POS attack hits Swiss Cleaners for 10 months
The Rockville, CT.-based dry cleaning firm Swiss Cleaners suffered a point of sale data breach that could have potentially stolen the data from every payment card type used in the eight-store chain for almost one year.
How many victims? All those who used a payment card at one of the chain's eight locations.
What type of information? The company determined that cardholder name, card number, expiration date, and a verification code could have been taken off the card's magnetic strip as it was slid through the point of sale terminal.
What happened? Swiss Cleaners believes a malware program was installed on its payment card server that made a copy of the card's information as it was being routed through the company's system to the payment processor.
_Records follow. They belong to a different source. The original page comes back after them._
//! In-memory reference implementation of [`KeyValueStore`].

use crate::{KeyValueStore, StoreError, StoreResult};
use async_trait::async_trait;
use serde_json::Value;
use std::collections::HashMap;
use tokio::sync::RwLock;
use tracing::debug;

/// A key/value store held entirely in memory.
///
/// Used by tests and by embedders that do not persist the vault between
/// launches (the sandboxed engine keeps its own encrypted state server
/// side; local storage is a cache).
#[derive(Debug, Default)]
pub struct MemoryStore {
    entries: RwLock<HashMap<String, String>>,
}

impl MemoryStore {
    /// Creates an empty store.
    #[must_use]
    pub fn new() -> Self {
        Self::default()
    }

    /// Creates a store pre-populated with the given entries.
    #[must_use]
    pub fn with_entries<I, K, V>(entries: I) -> Self
    where
        I: IntoIterator<Item = (K, V)>,
        K: Into<String>,
        V: Into<String>,
    {
        Self {
            entries: RwLock::new(
                entries
                    .into_iter()
                    .map(|(k, v)| (k.into(), v.into()))
                    .collect(),
            ),
        }
    }

    /// Number of stored entries.
    pub async fn len(&self) -> usize {
        self.entries.read().await.len()
    }

    /// Whether the store holds no entries.
    pub async fn is_empty(&self) -> bool {
        self.entries.read().await.is_empty()
    }
}

#[async_trait]
impl KeyValueStore for MemoryStore {
    async fn get_item(&self, key: &str) -> StoreResult<Option<String>> {
        Ok(self.entries.read().await.get(key).cloned())
    }

    async fn set_item(&self, key: &str, value: &str) -> StoreResult<()> {
        self.entries
            .write()
            .await
            .insert(key.to_string(), value.to_string());
        Ok(())
    }

    async fn remove_item(&self, key: &str) -> StoreResult<()> {
        self.entries.write().await.remove(key);
        Ok(())
    }

    async fn merge_item(&self, key: &str, value: &str) -> StoreResult<()> {
        let mut entries = self.entries.write().await;
        merge_into(&mut entries, key, value)
    }

    async fn clear(&self) -> StoreResult<()> {
        let mut entries = self.entries.write().await;
        debug!(count = entries.len(), "clearing memory store");
        entries.clear();
        Ok(())
    }

    async fn get_all_keys(&self) -> StoreResult<Vec<String>> {
        let mut keys: Vec<String> = self.entries.read().await.keys().cloned().collect();
        keys.sort();
        Ok(keys)
    }

    async fn multi_get(&self, keys: &[String]) -> StoreResult<Vec<(String, Option<String>)>> {
        let entries = self.entries.read().await;
        Ok(keys
            .iter()
            .map(|key| (key.clone(), entries.get(key).cloned()))
            .collect())
    }

    async fn multi_set(&self, pairs: &[(String, String)]) -> StoreResult<()> {
        let mut entries = self.entries.write().await;
        for (key, value) in pairs {
            entries.insert(key.clone(), value.clone());
        }
        Ok(())
    }

    async fn multi_remove(&self, keys: &[String]) -> StoreResult<()> {
        let mut entries = self.entries.write().await;
        for key in keys {
            entries.remove(key);
        }
        Ok(())
    }

    async fn multi_merge(&self, pairs: &[(String, String)]) -> StoreResult<()> {
        let mut entries = self.entries.write().await;
        for (key, value) in pairs {
            merge_into(&mut entries, key, value)?;
        }
        Ok(())
    }
}

/// Merges a JSON object value into whatever is stored under `key`.
/// An absent entry behaves like an empty object.
fn merge_into(entries: &mut HashMap<String, String>, key: &str, value: &str) -> StoreResult<()> {
    let incoming: Value = serde_json::from_str(value)?;
    if !incoming.is_object() {
        return Err(StoreError::NotMergeable(key.to_string()));
    }

    let merged = match entries.get(key) {
        Some(existing) => {
            let mut base: Value = serde_json::from_str(existing)?;
            if !base.is_object() {
                return Err(StoreError::NotMergeable(key.to_string()));
            }
            deep_merge(&mut base, incoming);
            base
        }
        None => incoming,
    };

    entries.insert(key.to_string(), merged.to_string());
    Ok(())
}

/// Field-wise merge: nested objects merge recursively, everything else is
/// replaced by the incoming value.
fn deep_merge(base: &mut Value, incoming: Value) {
    match (base, incoming) {
        (Value::Object(base_map), Value::Object(incoming_map)) => {
            for (field, value) in incoming_map {
                match base_map.get_mut(&field) {
                    Some(existing) => deep_merge(existing, value),
                    None => {
                        base_map.insert(field, value);
                    }
                }
            }
        }
        (base, incoming) => *base = incoming,
    }
}
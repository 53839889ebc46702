//! The opaque vault state blob and its public getters.
//!
//! The sandboxed engine produces one of four state kinds; the wire shape
//! is a `kind`-tagged JSON object with camelCase fields. The client never
//! interprets `parsedEntries` (plugin territory all the way down), so
//! entries stay an opaque JSON value.

use serde::{Deserialize, Serialize};
use serde_json::Value;

/// The engine's externally visible state.
#[derive(Debug, Clone, PartialEq, Serialize, Deserialize)]
#[serde(tag = "kind", rename_all = "lowercase")]
pub enum VaultState {
    /// No account on this device.
    Empty,

    /// An account exists but the master password has not been entered.
    #[serde(rename_all = "camelCase")]
    Locked {
        handle: String,
        secret_key: String,
        sync_token: String,
    },

    /// Entries are decrypted locally; no server session yet.
    #[serde(rename_all = "camelCase")]
    Unlocked {
        handle: String,
        secret_key: String,
        sync_token: String,
        #[serde(default, skip_serializing_if = "Option::is_none")]
        parsed_entries: Option<Value>,
    },

    /// Unlocked with a live server session.
    #[serde(rename_all = "camelCase")]
    Connected {
        handle: String,
        secret_key: String,
        sync_token: String,
        #[serde(default, skip_serializing_if = "Option::is_none")]
        parsed_entries: Option<Value>,
        #[serde(default, skip_serializing_if = "Option::is_none")]
        has_payment_information: Option<bool>,
        #[serde(default, skip_serializing_if = "Option::is_none")]
        subscription_status: Option<String>,
        #[serde(default, skip_serializing_if = "Option::is_none")]
        trial_days_left: Option<u32>,
    },
}

impl VaultState {
    /// The wire tag of this state.
    pub fn kind(&self) -> &'static str {
        match self {
            Self::Empty => "empty",
            Self::Locked { .. } => "locked",
            Self::Unlocked { .. } => "unlocked",
            Self::Connected { .. } => "connected",
        }
    }

    /// The account handle, absent only before signup/login.
    pub fn handle(&self) -> Option<&str> {
        match self {
            Self::Empty => None,
            Self::Locked { handle, .. }
            | Self::Unlocked { handle, .. }
            | Self::Connected { handle, .. } => Some(handle),
        }
    }

    /// The account's secret key.
    pub fn secret_key(&self) -> Option<&str> {
        match self {
            Self::Empty => None,
            Self::Locked { secret_key, .. }
            | Self::Unlocked { secret_key, .. }
            | Self::Connected { secret_key, .. } => Some(secret_key),
        }
    }

    /// The token used to re-attach this device to the account.
    pub fn sync_token(&self) -> Option<&str> {
        match self {
            Self::Empty => None,
            Self::Locked { sync_token, .. }
            | Self::Unlocked { sync_token, .. }
            | Self::Connected { sync_token, .. } => Some(sync_token),
        }
    }

    /// Whether an account exists on this device.
    pub fn has_account(&self) -> bool {
        !matches!(self, Self::Empty)
    }

    /// Whether entries are currently inaccessible.
    pub fn locked(&self) -> bool {
        matches!(self, Self::Empty | Self::Locked { .. })
    }

    /// Decrypted entries, present only while unlocked or connected.
    pub fn parsed_entries(&self) -> Option<&Value> {
        match self {
            Self::Empty | Self::Locked { .. } => None,
            Self::Unlocked { parsed_entries, .. }
            | Self::Connected { parsed_entries, .. } => parsed_entries.as_ref(),
        }
    }
}

impl Default for VaultState {
    fn default() -> Self {
        Self::Empty
    }
}
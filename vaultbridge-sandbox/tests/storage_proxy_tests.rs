//! Direct tests for the storage proxy's id space and correlation table.

use pretty_assertions::assert_eq;
use serde_json::{Value, json};
use std::time::Duration;
use tokio::sync::mpsc;
use vaultbridge_sandbox::{OutboundPost, StorageProxy};
use vaultbridge_types::{SandboxFrame, StorageFault, StorageOp, StorageResponse};

fn proxy_pair() -> (StorageProxy, mpsc::UnboundedReceiver<String>) {
    let (tx, rx) = mpsc::unbounded_channel();
    (StorageProxy::new(OutboundPost::new(tx)), rx)
}

async fn next_request(rx: &mut mpsc::UnboundedReceiver<String>) -> (u64, StorageOp, Vec<Value>) {
    let raw = tokio::time::timeout(Duration::from_secs(5), rx.recv())
        .await
        .expect("timed out waiting for a storage request")
        .expect("proxy dropped");
    match serde_json::from_str(&raw).unwrap() {
        SandboxFrame::AsyncStorage { id, op, args } => (id, op, args),
        other => panic!("expected a storage request, got {other:?}"),
    }
}

#[tokio::test]
async fn set_item_emits_the_exact_request_shape() {
    let (proxy, mut rx) = proxy_pair();

    let pending = tokio::spawn(async move { proxy.set_item("k", "v").await });

    let raw = rx.recv().await.unwrap();
    let wire: Value = serde_json::from_str(&raw).unwrap();
    assert_eq!(
        wire,
        json!({"type": "async-storage", "id": 0, "fn": "setItem", "args": ["k", "v"]})
    );

    pending.abort();
}

#[tokio::test]
async fn resolve_settles_the_pending_call() {
    let (proxy, mut rx) = proxy_pair();

    let responder = proxy.clone();
    let pending = tokio::spawn(async move { responder.set_item("k", "v").await });

    let (id, _, _) = next_request(&mut rx).await;
    proxy
        .apply_response(StorageResponse::Resolve {
            id,
            result: Value::Null,
        })
        .unwrap();

    pending.await.unwrap().unwrap();
    assert_eq!(proxy.pending_len(), 0);
}

#[tokio::test]
async fn reject_surfaces_the_reduced_fault() {
    let (proxy, mut rx) = proxy_pair();

    let responder = proxy.clone();
    let pending = tokio::spawn(async move { responder.get_item("k").await });

    let (id, _, _) = next_request(&mut rx).await;
    proxy
        .apply_response(StorageResponse::Reject {
            id,
            error: StorageFault::new("QuotaError", "disk full"),
        })
        .unwrap();

    let fault = pending.await.unwrap().unwrap_err();
    assert_eq!(fault, StorageFault::new("QuotaError", "disk full"));
}

#[tokio::test]
async fn request_ids_increase_from_zero() {
    let (proxy, mut rx) = proxy_pair();

    let first = proxy.clone();
    let a = tokio::spawn(async move { first.get_item("a").await });
    let (id_a, ..) = next_request(&mut rx).await;

    let second = proxy.clone();
    let b = tokio::spawn(async move { second.get_item("b").await });
    let (id_b, ..) = next_request(&mut rx).await;

    assert_eq!((id_a, id_b), (0, 1));
    a.abort();
    b.abort();
}

#[tokio::test]
async fn get_item_decodes_null_and_string() {
    let (proxy, mut rx) = proxy_pair();

    let responder = proxy.clone();
    let missing = tokio::spawn(async move { responder.get_item("missing").await });
    let (id, ..) = next_request(&mut rx).await;
    proxy
        .apply_response(StorageResponse::Resolve { id, result: Value::Null })
        .unwrap();
    assert_eq!(missing.await.unwrap().unwrap(), None);

    let responder = proxy.clone();
    let present = tokio::spawn(async move { responder.get_item("k").await });
    let (id, ..) = next_request(&mut rx).await;
    proxy
        .apply_response(StorageResponse::Resolve { id, result: json!("v") })
        .unwrap();
    assert_eq!(present.await.unwrap().unwrap(), Some("v".to_string()));
}

#[tokio::test]
async fn multi_get_sends_key_list_and_decodes_pairs() {
    let (proxy, mut rx) = proxy_pair();

    let responder = proxy.clone();
    let pending = tokio::spawn(async move {
        responder.multi_get(&["a".to_string(), "b".to_string()]).await
    });

    let (id, op, args) = next_request(&mut rx).await;
    assert_eq!(op, StorageOp::MultiGet);
    assert_eq!(args, vec![json!(["a", "b"])]);

    proxy
        .apply_response(StorageResponse::Resolve {
            id,
            result: json!([["a", "1"], ["b", null]]),
        })
        .unwrap();

    assert_eq!(
        pending.await.unwrap().unwrap(),
        vec![
            ("a".to_string(), Some("1".to_string())),
            ("b".to_string(), None),
        ]
    );
}

#[tokio::test]
async fn flush_is_fire_and_forget() {
    let (proxy, mut rx) = proxy_pair();

    // Returns immediately; the request is still posted and tracked.
    proxy.flush_get_requests();
    let (id, op, _) = next_request(&mut rx).await;
    assert_eq!(op, StorageOp::FlushGetRequests);
    assert_eq!(proxy.pending_len(), 1);

    // The eventual response settles a discarded handler without error.
    proxy
        .apply_response(StorageResponse::Resolve { id, result: Value::Null })
        .unwrap();
    assert_eq!(proxy.pending_len(), 0);
}

#[tokio::test]
async fn handlers_are_removed_exactly_once() {
    let (proxy, mut rx) = proxy_pair();

    let responder = proxy.clone();
    let pending = tokio::spawn(async move { responder.get_item("k").await });
    let (id, ..) = next_request(&mut rx).await;

    proxy
        .apply_response(StorageResponse::Resolve { id, result: json!("v") })
        .unwrap();
    assert_eq!(pending.await.unwrap().unwrap(), Some("v".to_string()));

    // A duplicate response finds no handler: detected, not applied.
    let err = proxy
        .apply_response(StorageResponse::Resolve { id, result: json!("other") })
        .unwrap_err();
    assert_eq!(err.id, id);
}

#[tokio::test]
async fn unknown_id_is_reported() {
    let (proxy, _rx) = proxy_pair();
    let err = proxy
        .apply_response(StorageResponse::Resolve {
            id: 7,
            result: Value::Null,
        })
        .unwrap_err();
    assert_eq!(err.id, 7);
}
//! End-to-end tests for the sandbox actor: frames in, frames out.

use serde_json::{Value, json};
use std::time::Duration;
use vaultbridge_sandbox::{Registry, SandboxContext, SandboxHandle, SandboxRuntime, ScriptBundle};
use vaultbridge_types::{CallFault, CallMessage, SandboxFrame, StorageOp};

fn test_bundle() -> ScriptBundle {
    ScriptBundle::compose("/* shim */", "/* business */")
}

fn spawn_with(builder: impl FnOnce(&SandboxContext) -> Registry + Send + 'static) -> SandboxHandle {
    SandboxRuntime::new(test_bundle(), builder).spawn()
}

fn call_frame(id: u64, name: &str, args: Vec<Value>) -> String {
    serde_json::to_string(&CallMessage::new(id, name, args)).unwrap()
}

async fn next_frame(handle: &mut SandboxHandle) -> SandboxFrame {
    let raw = tokio::time::timeout(Duration::from_secs(5), handle.frames_out.recv())
        .await
        .expect("timed out waiting for a sandbox frame")
        .expect("sandbox closed its outbound channel");
    serde_json::from_str(&raw).unwrap()
}

#[tokio::test]
async fn loaded_fires_after_startup() {
    let handle = spawn_with(|_ctx| Registry::new());
    handle.loaded.await.expect("runtime dropped the loaded signal");
}

#[tokio::test]
async fn builder_sees_the_decoded_bundle_source() {
    let seen = std::sync::Arc::new(std::sync::Mutex::new(String::new()));
    let sink = std::sync::Arc::clone(&seen);

    let runtime = SandboxRuntime::new(
        ScriptBundle::compose("shim()", "vaultEngine()"),
        move |ctx| {
            *sink.lock().unwrap() = ctx.source().to_string();
            Registry::new()
        },
    );
    runtime.spawn().loaded.await.unwrap();

    assert_eq!(*seen.lock().unwrap(), "((function () {shim();vaultEngine()})())");
}

#[tokio::test]
async fn corrupt_bundle_never_loads() {
    let runtime = SandboxRuntime::new(ScriptBundle::from_encoded("%%%"), |_ctx| Registry::new());
    let mut handle = runtime.spawn();

    let SandboxFrame::Error { error } = next_frame(&mut handle).await else {
        panic!("expected an unsolicited error frame");
    };
    assert_eq!(error.name.as_deref(), Some("EvalError"));
    assert!(handle.loaded.await.is_err());
}

#[tokio::test]
async fn call_resolves_with_handler_result() {
    let mut handle = spawn_with(|_ctx| {
        let mut registry = Registry::new();
        registry.register("Ctrlpanel.randomHandle", |_args| async { Ok(json!("abc123")) });
        registry
    });

    handle.frames_in.send(call_frame(0, "Ctrlpanel.randomHandle", vec![])).unwrap();

    assert_eq!(
        next_frame(&mut handle).await,
        SandboxFrame::resolve(0, json!("abc123"))
    );
}

#[tokio::test]
async fn handler_receives_positional_args() {
    let mut handle = spawn_with(|_ctx| {
        let mut registry = Registry::new();
        registry.register("Math.add", |args| async move {
            let a = args[0].as_i64().unwrap_or(0);
            let b = args[1].as_i64().unwrap_or(0);
            Ok(json!(a + b))
        });
        registry
    });

    handle.frames_in.send(call_frame(4, "Math.add", vec![json!(2), json!(3)])).unwrap();

    assert_eq!(next_frame(&mut handle).await, SandboxFrame::resolve(4, json!(5)));
}

#[tokio::test]
async fn unknown_name_rejects_with_reference_error() {
    let mut handle = spawn_with(|_ctx| Registry::new());

    handle.frames_in.send(call_frame(1, "Nonexistent.fn", vec![])).unwrap();

    let SandboxFrame::Reject { id, error } = next_frame(&mut handle).await else {
        panic!("a missing handler must reject, never resolve");
    };
    assert_eq!(id, 1);
    assert_eq!(error.name.as_deref(), Some("ReferenceError"));
    assert_eq!(error.message.as_deref(), Some("Nonexistent.fn is not defined"));
}

#[tokio::test]
async fn handler_fault_rejects_with_full_error() {
    let mut handle = spawn_with(|_ctx| {
        let mut registry = Registry::new();
        registry.register("Vault.unlock", |_args| async {
            Err::<Value, _>(
                CallFault::new("AuthError", "wrong master password")
                    .with_stack("vault.js:40:12")
                    .at(40.0, 12.0)
                    .with_code(json!("E_AUTH")),
            )
        });
        registry
    });

    handle.frames_in.send(call_frame(2, "Vault.unlock", vec![json!("guess")])).unwrap();

    let SandboxFrame::Reject { id, error } = next_frame(&mut handle).await else {
        panic!("expected a rejection");
    };
    assert_eq!(id, 2);
    assert_eq!(error.name.as_deref(), Some("AuthError"));
    assert_eq!(error.stack.as_deref(), Some("vault.js:40:12"));
    assert_eq!(error.line, Some(40.0));
    assert_eq!(error.code, Some(json!("E_AUTH")));
}

#[tokio::test]
async fn handler_panic_becomes_rejection() {
    let mut handle = spawn_with(|_ctx| {
        let mut registry = Registry::new();
        registry.register("Vault.explode", |args| async move {
            if args.is_empty() {
                panic!("vault on fire");
            }
            Ok(Value::Null)
        });
        registry
    });

    handle.frames_in.send(call_frame(3, "Vault.explode", vec![])).unwrap();

    let SandboxFrame::Reject { id, error } = next_frame(&mut handle).await else {
        panic!("a panicking handler must reject");
    };
    assert_eq!(id, 3);
    assert_eq!(error.message.as_deref(), Some("vault on fire"));
}

#[tokio::test]
async fn malformed_frame_emits_unsolicited_error() {
    let mut handle = spawn_with(|_ctx| Registry::new());

    handle.frames_in.send("{not json".to_string()).unwrap();

    let SandboxFrame::Error { error } = next_frame(&mut handle).await else {
        panic!("expected an unsolicited error frame");
    };
    assert_eq!(error.name.as_deref(), Some("SyntaxError"));
}

#[tokio::test]
async fn concurrent_calls_settle_independently() {
    let mut handle = spawn_with(|_ctx| {
        let mut registry = Registry::new();
        registry.register("Vault.slow", |_args| async {
            tokio::time::sleep(Duration::from_millis(50)).await;
            Ok(json!("slow"))
        });
        registry.register("Vault.fast", |_args| async { Ok(json!("fast")) });
        registry
    });

    handle.frames_in.send(call_frame(0, "Vault.slow", vec![])).unwrap();
    handle.frames_in.send(call_frame(1, "Vault.fast", vec![])).unwrap();

    // The fast call overtakes the slow one; each still settles its own id.
    let first = next_frame(&mut handle).await;
    let second = next_frame(&mut handle).await;
    assert_eq!(first, SandboxFrame::resolve(1, json!("fast")));
    assert_eq!(second, SandboxFrame::resolve(0, json!("slow")));
}

#[tokio::test]
async fn handler_storage_roundtrip_through_runtime() {
    let mut handle = spawn_with(|ctx| {
        let storage = ctx.storage();
        let mut registry = Registry::new();
        registry.register("Vault.persist", move |_args| {
            let storage = storage.clone();
            async move {
                storage
                    .set_item("k", "v")
                    .await
                    .map_err(|fault| CallFault::new(fault.name, fault.message))?;
                Ok(json!("persisted"))
            }
        });
        registry
    });

    handle.frames_in.send(call_frame(0, "Vault.persist", vec![])).unwrap();

    // The handler suspends on the storage round trip first.
    let SandboxFrame::AsyncStorage { id, op, args } = next_frame(&mut handle).await else {
        panic!("expected a storage request");
    };
    assert_eq!((id, op), (0, StorageOp::SetItem));
    assert_eq!(args, vec![json!("k"), json!("v")]);

    handle
        .frames_in
        .send(format!(r#"{{"type":"resolve","id":{id},"result":null}}"#))
        .unwrap();

    assert_eq!(
        next_frame(&mut handle).await,
        SandboxFrame::resolve(0, json!("persisted"))
    );
}

#[tokio::test]
async fn storage_response_with_unknown_id_is_a_fault() {
    let mut handle = spawn_with(|_ctx| Registry::new());

    handle
        .frames_in
        .send(r#"{"type":"resolve","id":99,"result":null}"#.to_string())
        .unwrap();

    let SandboxFrame::Error { error } = next_frame(&mut handle).await else {
        panic!("expected an unsolicited error frame");
    };
    assert_eq!(error.name.as_deref(), Some("TypeError"));
    assert!(error.message.as_deref().unwrap().contains("99"));
}

#[tokio::test]
async fn fault_reporter_emits_unsolicited_error() {
    let mut handle = spawn_with(|ctx| {
        let faults = ctx.faults();
        let mut registry = Registry::new();
        registry.register("Vault.background", move |_args| {
            let faults = faults.clone();
            async move {
                // Background work whose failure is tied to no call.
                tokio::spawn(async move {
                    faults.report(CallFault::new("SyncError", "refresh failed"));
                });
                Ok(Value::Null)
            }
        });
        registry
    });

    handle.frames_in.send(call_frame(0, "Vault.background", vec![])).unwrap();

    let mut saw_resolve = false;
    let mut saw_fault = false;
    for _ in 0..2 {
        match next_frame(&mut handle).await {
            SandboxFrame::Resolve { id: 0, .. } => saw_resolve = true,
            SandboxFrame::Error { error } => {
                assert_eq!(error.name.as_deref(), Some("SyncError"));
                saw_fault = true;
            }
            other => panic!("unexpected frame: {other:?}"),
        }
    }
    assert!(saw_resolve && saw_fault);
}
What was the response? The malicious code was removed from the server and the company has switched to using a stand-alone payment system that uses a dial-up connection at all its stores. This takes more times, but is more secure. The chain is also working with a security firm to review its procedures. The company is also working with the credit card companies to help notify potential victims.
Details? Swiss Cleaners was notified of the problem when some of its customers began seeing unauthorized charges appearing on payment cards that they had recently used at the dry cleaner. The POS system was vulnerable from between Dec. 30, 2014 and Dec. 23 at all eight of its locations, which are found in Connecticut.
Quote? " Swiss Cleaners values the relationship it has with its customers and understands the importance of protecting payment card information. We were recently notified that banks had identified a pattern of unauthorized charges on payment cards after those cards were used in some of our stores. Swiss Cleaners immediately began to investigate and engaged a leading computer security firm to examine our payment system.